Early on, you may also begin to wonder about Snow White’s intelligence, but doing so is mean and irrelevant. It doesn’t matter whether Snow White is a genius or a simpleton—the evil Queen is so threatened by her beauty that she hires a hit man to take her out. But like all good cleaners, this hulking, ominous woodsman has a “no women, no kids” policy, and he reveals the whole dark plot to Snow White, telling her to run away and never come out again. Frankly this is the hottest moment in the whole movie, but silly Snow White runs pell-mell into the forest all hysterical and blind to the fact she’s just had a Prince Charming moment with a killer.
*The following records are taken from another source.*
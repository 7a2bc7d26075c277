#![doc = "txintersect public API"]
pub mod aggregate;
mod config;
mod dashboard;
pub mod dataset;
pub mod filter;
pub mod map;
mod types;

#[doc(inline)]
pub use types::{Attribute, FacetValue, IntersectionRecord};

#[doc(inline)]
pub use dataset::{Dataset, LoadReport};

#[doc(inline)]
pub use filter::{FilterOptions, FilterState, derive_options};

#[doc(inline)]
pub use aggregate::{Bucket, ChartData, ChartPanel, Limit, SummaryStats, count_by, top_n, year_series};

#[doc(inline)]
pub use config::{DashboardConfig, MapView};

#[doc(inline)]
pub use dashboard::{Dashboard, SubscriptionId};
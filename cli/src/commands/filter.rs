use anyhow::Result;

use super::{load_query, print_json};

pub fn run(cli: &crate::cli::Cli, args: &crate::cli::FilterArgs) -> Result<()> {
    let dashboard = load_query(cli, &args.query)?;
    let records = dashboard.filtered_iter()
        .take(args.limit.unwrap_or(usize::MAX))
        .collect::<Vec<_>>();

    if cli.verbose > 0 {
        eprintln!("[filter] {} of {} records match", dashboard.filtered_count(), dashboard.total_count());
    }
    print_json(&records)
}
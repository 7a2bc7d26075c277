pub mod count;
pub mod filter;
pub mod import;
pub mod markers;
pub mod options;
pub mod summary;

use std::io::Write;

use anyhow::{Context, Result};
use txintersect::{Dashboard, DashboardConfig, Dataset};

use crate::cli::{Cli, DataArgs, QueryArgs};

/// Load the dataset named by `args` with the config given on the command line.
pub(crate) fn load_dashboard(cli: &Cli, args: &DataArgs) -> Result<Dashboard> {
    let config = match &cli.config {
        Some(path) => DashboardConfig::read_json(path)?,
        None => DashboardConfig::default(),
    };
    tracing::debug!(path = %args.data.display(), ?config, "loading dataset");
    let dataset = Dataset::read_json(&args.data)?;
    let report = dataset.report();
    if report.dropped_count() > 0 {
        eprintln!("[load] dropped {} of {} rows from {}", report.dropped_count(), report.rows, args.data.display());
        if cli.verbose > 0 {
            for dropped in &report.dropped {
                eprintln!("[load]   row {}: {}", dropped.row, dropped.reason);
            }
        }
    }
    Ok(Dashboard::with_config(dataset, config))
}

/// Load the dataset and apply the --where filters of a query.
pub(crate) fn load_query(cli: &Cli, args: &QueryArgs) -> Result<Dashboard> {
    let mut dashboard = load_dashboard(cli, &args.data)?;
    for (attr, value) in &args.filters {
        if !dashboard.toggle(*attr, value.clone(), true) && !dashboard.state().is_selected(*attr, value) {
            eprintln!("[filter] {attr}={value} does not occur in the dataset; ignored");
        }
    }
    Ok(dashboard)
}

/// Pretty-print `value` as JSON on stdout.
pub(crate) fn print_json<T: serde::Serialize + ?Sized>(value: &T) -> Result<()> {
    let stdout = std::io::stdout();
    let mut out = stdout.lock();
    serde_json::to_writer_pretty(&mut out, value).context("[cli] Failed to write JSON to stdout")?;
    writeln!(out)?;
    Ok(())
}
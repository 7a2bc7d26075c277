use std::{fmt, fs::File, io::BufReader, path::Path, sync::Arc};

use anyhow::{Context, Result, bail};
use serde_json::{Map, Number, Value};

use crate::types::IntersectionRecord;

/// Why a row of the input was left out of the dataset.
#[derive(Debug, Clone, PartialEq, Eq)]
pub enum DropReason {
    NotAnObject,
    MissingField(&'static str),
}

impl fmt::Display for DropReason {
    fn fmt(&self, f: &mut fmt::Formatter<'_>) -> fmt::Result {
        match self {
            DropReason::NotAnObject => f.write_str("row is not a JSON object"),
            DropReason::MissingField(key) => write!(f, "required field {key:?} is missing or blank"),
        }
    }
}

/// Reads the top-level JSON array of rows from a file at `path`.
pub(crate) fn read_rows_from_file(path: &Path) -> Result<Vec<Value>> {
    let file = File::open(path)
        .with_context(|| format!("[dataset::io::json] Failed to open JSON file: {}", path.display()))?;
    let value: Value = serde_json::from_reader(BufReader::new(file))
        .with_context(|| format!("[dataset::io::json] Failed to parse JSON from {}", path.display()))?;
    into_rows(value)
}

/// Reads the top-level JSON array of rows from bytes (WASM-friendly).
pub(crate) fn read_rows_from_bytes(bytes: &[u8]) -> Result<Vec<Value>> {
    let value: Value = serde_json::from_slice(bytes)
        .context("[dataset::io::json] Failed to parse JSON from bytes")?;
    into_rows(value)
}

fn into_rows(value: Value) -> Result<Vec<Value>> {
    match value {
        Value::Array(rows) => Ok(rows),
        other => bail!("[dataset::io::json] Expected a JSON array of records, found {}", kind_of(&other)),
    }
}

fn kind_of(value: &Value) -> &'static str {
    match value {
        Value::Null => "null",
        Value::Bool(_) => "a boolean",
        Value::Number(_) => "a number",
        Value::String(_) => "a string",
        Value::Array(_) => "an array",
        Value::Object(_) => "an object",
    }
}

/// Convert one JSON row into a record, or report why it has to be dropped.
pub(crate) fn parse_row(row: &Value) -> Result<IntersectionRecord, DropReason> {
    let obj = row.as_object().ok_or(DropReason::NotAnObject)?;

    Ok(IntersectionRecord {
        id: required_text(obj, "id")?,
        lat: number(obj, "lat"),
        lng: number(obj, "lng"),
        intersection: required_text(obj, "intersection")?,
        txdot_district: text(obj, "txdotDistrict"),
        city_state: text(obj, "cityState"),
        county: text(obj, "county"),
        on_system: text(obj, "onSystem"),
        kind: required_text(obj, "type")?,
        status: required_text(obj, "status")?,
        year_completed: number(obj, "yearCompleted")
            .filter(|y| y.fract() == 0.0 && *y >= i32::MIN as f64 && *y <= i32::MAX as f64)
            .map_or(0, |y| y as i32),
        previous_control_type: text(obj, "previousControlType"),
        approaches: required_text(obj, "approaches")?,
        lane_type: required_text(obj, "laneType")?,
        icd_ft: number(obj, "icdFt").unwrap_or(0.0),
        icd_m: number(obj, "icdM").unwrap_or(0.0),
        other_control_type: text(obj, "otherControlType"),
        comments: text(obj, "comments"),
    })
}

/// Text field, kept verbatim; numbers are kept in their integer form when integral.
/// Empty or all-whitespace strings count as absent.
fn text(obj: &Map<String, Value>, key: &str) -> Option<Arc<str>> {
    match obj.get(key)? {
        Value::String(s) => (!s.trim().is_empty()).then(|| Arc::from(s.as_str())),
        Value::Number(n) => Some(Arc::from(number_text(n))),
        Value::Bool(b) => Some(Arc::from(b.to_string())),
        _ => None,
    }
}

fn required_text(obj: &Map<String, Value>, key: &'static str) -> Result<Arc<str>, DropReason> {
    text(obj, key).ok_or(DropReason::MissingField(key))
}

/// Numeric field, accepting numbers or numeric strings. Non-finite values count as absent.
fn number(obj: &Map<String, Value>, key: &str) -> Option<f64> {
    let value = match obj.get(key)? {
        Value::Number(n) => n.as_f64(),
        Value::String(s) => s.trim().parse::<f64>().ok(),
        _ => None,
    }?;
    value.is_finite().then_some(value)
}

fn number_text(n: &Number) -> String {
    if let Some(i) = n.as_i64() {
        return i.to_string();
    }
    match n.as_f64() {
        Some(f) if f.fract() == 0.0 && f.abs() < 1e15 => format!("{}", f as i64),
        _ => n.to_string(),
    }
}

#[cfg(test)]
mod tests {
    use serde_json::json;

    use super::{DropReason, parse_row};

    fn full_row() -> serde_json::Value {
        json!({
            "id": 17,
            "lat": "30.2672",
            "lng": -97.7431,
            "intersection": "FM 1626 at Manchaca Rd",
            "txdotDistrict": "Austin",
            "cityState": "Austin, TX",
            "county": "Travis",
            "onSystem": "On-System",
            "type": "Roundabout",
            "status": "Completed",
            "yearCompleted": 2019,
            "previousControlType": null,
            "approaches": 4,
            "laneType": "Single",
            "icdFt": 130,
            "icdM": 39.6,
            "otherControlType": "",
            "comments": "  "
        })
    }

    #[test]
    fn parses_mixed_scalar_kinds() {
        let record = parse_row(&full_row()).unwrap();
        assert_eq!(&*record.id, "17");
        assert_eq!(record.lat, Some(30.2672));
        assert_eq!(record.lng, Some(-97.7431));
        assert_eq!(&*record.approaches, "4");
        assert_eq!(record.year(), Some(2019));
        assert_eq!(record.icd_ft, 130.0);
        assert_eq!(record.previous_control_type, None);
        assert_eq!(record.other_control_type, None);
        assert_eq!(record.comments, None);
    }

    #[test]
    fn text_is_kept_verbatim() {
        let mut row = full_row();
        row["type"] = json!("Roundabout ");
        row["county"] = json!(" Travis");
        let record = parse_row(&row).unwrap();
        assert_eq!(&*record.kind, "Roundabout ");
        assert_eq!(record.county.as_deref(), Some(" Travis"));
    }

    #[test]
    fn sentinel_and_missing_years_are_unknown() {
        let mut row = full_row();
        row["yearCompleted"] = json!(-1);
        assert_eq!(parse_row(&row).unwrap().year(), None);
        row["yearCompleted"] = json!(0);
        assert_eq!(parse_row(&row).unwrap().year(), None);
        row.as_object_mut().unwrap().remove("yearCompleted");
        assert_eq!(parse_row(&row).unwrap().year_completed, 0);
    }

    #[test]
    fn non_numeric_coordinates_are_absent() {
        let mut row = full_row();
        row["lat"] = json!("n/a");
        let record = parse_row(&row).unwrap();
        assert_eq!(record.lat, None);
        assert!(record.position().is_none());
    }

    #[test]
    fn missing_required_fields_are_reported() {
        let mut row = full_row();
        row["status"] = json!(null);
        assert_eq!(parse_row(&row), Err(DropReason::MissingField("status")));

        let mut row = full_row();
        row["laneType"] = json!("   ");
        assert_eq!(parse_row(&row), Err(DropReason::MissingField("laneType")));

        assert_eq!(parse_row(&json!([1, 2])), Err(DropReason::NotAnObject));
    }
}
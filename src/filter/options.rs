use std::cmp::Ordering;

use ahash::AHashSet;
use serde::{Serialize, Serializer, ser::SerializeMap};

use crate::types::{Attribute, FacetValue, IntersectionRecord};

/// Distinct legal values per filterable attribute, sorted for display.
#[derive(Debug, Clone, PartialEq, Eq)]
pub struct FilterOptions {
    values: [Vec<FacetValue>; Attribute::COUNT],
}

impl FilterOptions {
    /// Legal values for `attr`: text sorted lexicographically, years newest first.
    #[inline] pub fn get(&self, attr: Attribute) -> &[FacetValue] { &self.values[attr.index()] }

    /// True if `value` was observed for `attr` in the dataset.
    pub fn contains(&self, attr: Attribute, value: &FacetValue) -> bool {
        value.fits(attr)
            && self.get(attr).binary_search_by(|probe| display_order(attr, probe, value)).is_ok()
    }

    pub fn iter(&self) -> impl Iterator<Item = (Attribute, &[FacetValue])> + '_ {
        Attribute::ALL.into_iter().map(|attr| (attr, self.get(attr)))
    }
}

/// Derive the filter options from every record of a dataset.
///
/// Absent values and unknown years are left out. Deterministic and idempotent.
pub fn derive_options<'a, I>(records: I) -> FilterOptions
where I: IntoIterator<Item = &'a IntersectionRecord>, I::IntoIter: Clone {
    let records = records.into_iter();
    let values = std::array::from_fn(|i| {
        let attr = Attribute::ALL[i];
        let mut seen = AHashSet::new();
        let mut values = records.clone()
            .filter_map(|record| record.value(attr))
            .filter(|value| seen.insert(value.clone()))
            .collect::<Vec<_>>();
        values.sort_by(|a, b| display_order(attr, a, b));
        values
    });
    FilterOptions { values }
}

fn display_order(attr: Attribute, a: &FacetValue, b: &FacetValue) -> Ordering {
    match (a, b) {
        (FacetValue::Year(x), FacetValue::Year(y)) => y.cmp(x),
        (FacetValue::Text(x), FacetValue::Text(y)) => x.as_ref().cmp(y.as_ref()),
        _ => unreachable!("mixed value kinds for attribute {attr}"),
    }
}

impl Serialize for FilterOptions {
    fn serialize<S: Serializer>(&self, serializer: S) -> Result<S::Ok, S::Error> {
        let mut map = serializer.serialize_map(Some(Attribute::COUNT))?;
        for (attr, values) in self.iter() {
            map.serialize_entry(attr.key(), values)?;
        }
        map.end()
    }
}
mod attribute;
mod record;
mod value;

pub use attribute::Attribute;
pub use record::IntersectionRecord;
pub use value::FacetValue;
This, of course, leads her to the home of the Seven Dwarfs, a backward little troupe of men who live in a slovenly cottage and eat off dirty dishes. Clearly they are in need of a woman’s touch, and so Snow White makes her home with them, cooking and cleaning her days away in the manner of a benevolent fairy godmother. Naturally she is loved by the dwarfs and the woodland creatures alike, but their perfect happiness can’t last forever. Soon enough the evil Queen finds her and poisons her. It’s not enough to banish the poor girl: Snow White’s very existence is an assault to the Queen’s ego. Too bad she’s still the haggiest hag in town even with Snow White out of the picture, and Snow White’s friends happily shove the old bat off the edge of a cliff. Do you love it?

Then we have the silly business of Snow White laying in a glass coffin (?!) under the “eternal” watch of her woodland friends. Except that “eternity” must only amount to a year or so, because when Prince Charming finally comes along, he hasn’t aged a day. He brings Snow White back to life with true love’s reviving kiss, and everyone lives happily ever after.

It’s almost stunning how dark the story is when you come right down to it, but there’s some solace in the fact that innocence is protected and goodness prevails. Though times may have changed since such passive heroines graced the big screen, Snow White will undoubtedly be loved and remembered for generations to come. Cheerful renditions of “Heigh-Ho” and “Whistle While You Work” will be familiar even to those who have never seen the movie, and the visual appeal of the film unquestionably stands the test of time. Despite any warts, this classic remains classic.


The Snow White Diamond Edition DVD and Blu-Ray combo pack has many of the same extras as the previous 2001 Platinum Edition DVD release, but manages to cram in a whole lot more. Of course with Blu-Ray, you now have the gorgeous restored picture, plus 7.1 Digital Theater System Hi-Def Surround Sound. Some things have changed, like instead of Barbra Streisand singing “Someday My Prince Will Come”, the kids can now see a video of Tiffany Thornton instead (somehow I think Barbra is a little classier). This kind of change reflects the differences between the Platinum and Diamond editions: Platinum has a whole disc of extras that adults would appreciate more (and miss), like vintage radio spots and trailers, footage from the premiere, scrapbooks, etc., while this Diamond Edition boasts more kiddie-friendly stuff like “Disney Family Play” games, “Heigh Ho” karaoke and Disney’s Wild Mine Ride (both of which were included on the previous release, for instance), and other kid entertainment. In addition, the set is bloated with tons of other mini-featurettes about music, animation departments, character design, etc. Even though the Platinum Edition was excellent, Disney is betting that you are dying for the Blu-Ray and a pile of new goodies, so do what you will, those of you that simply can’t get enough!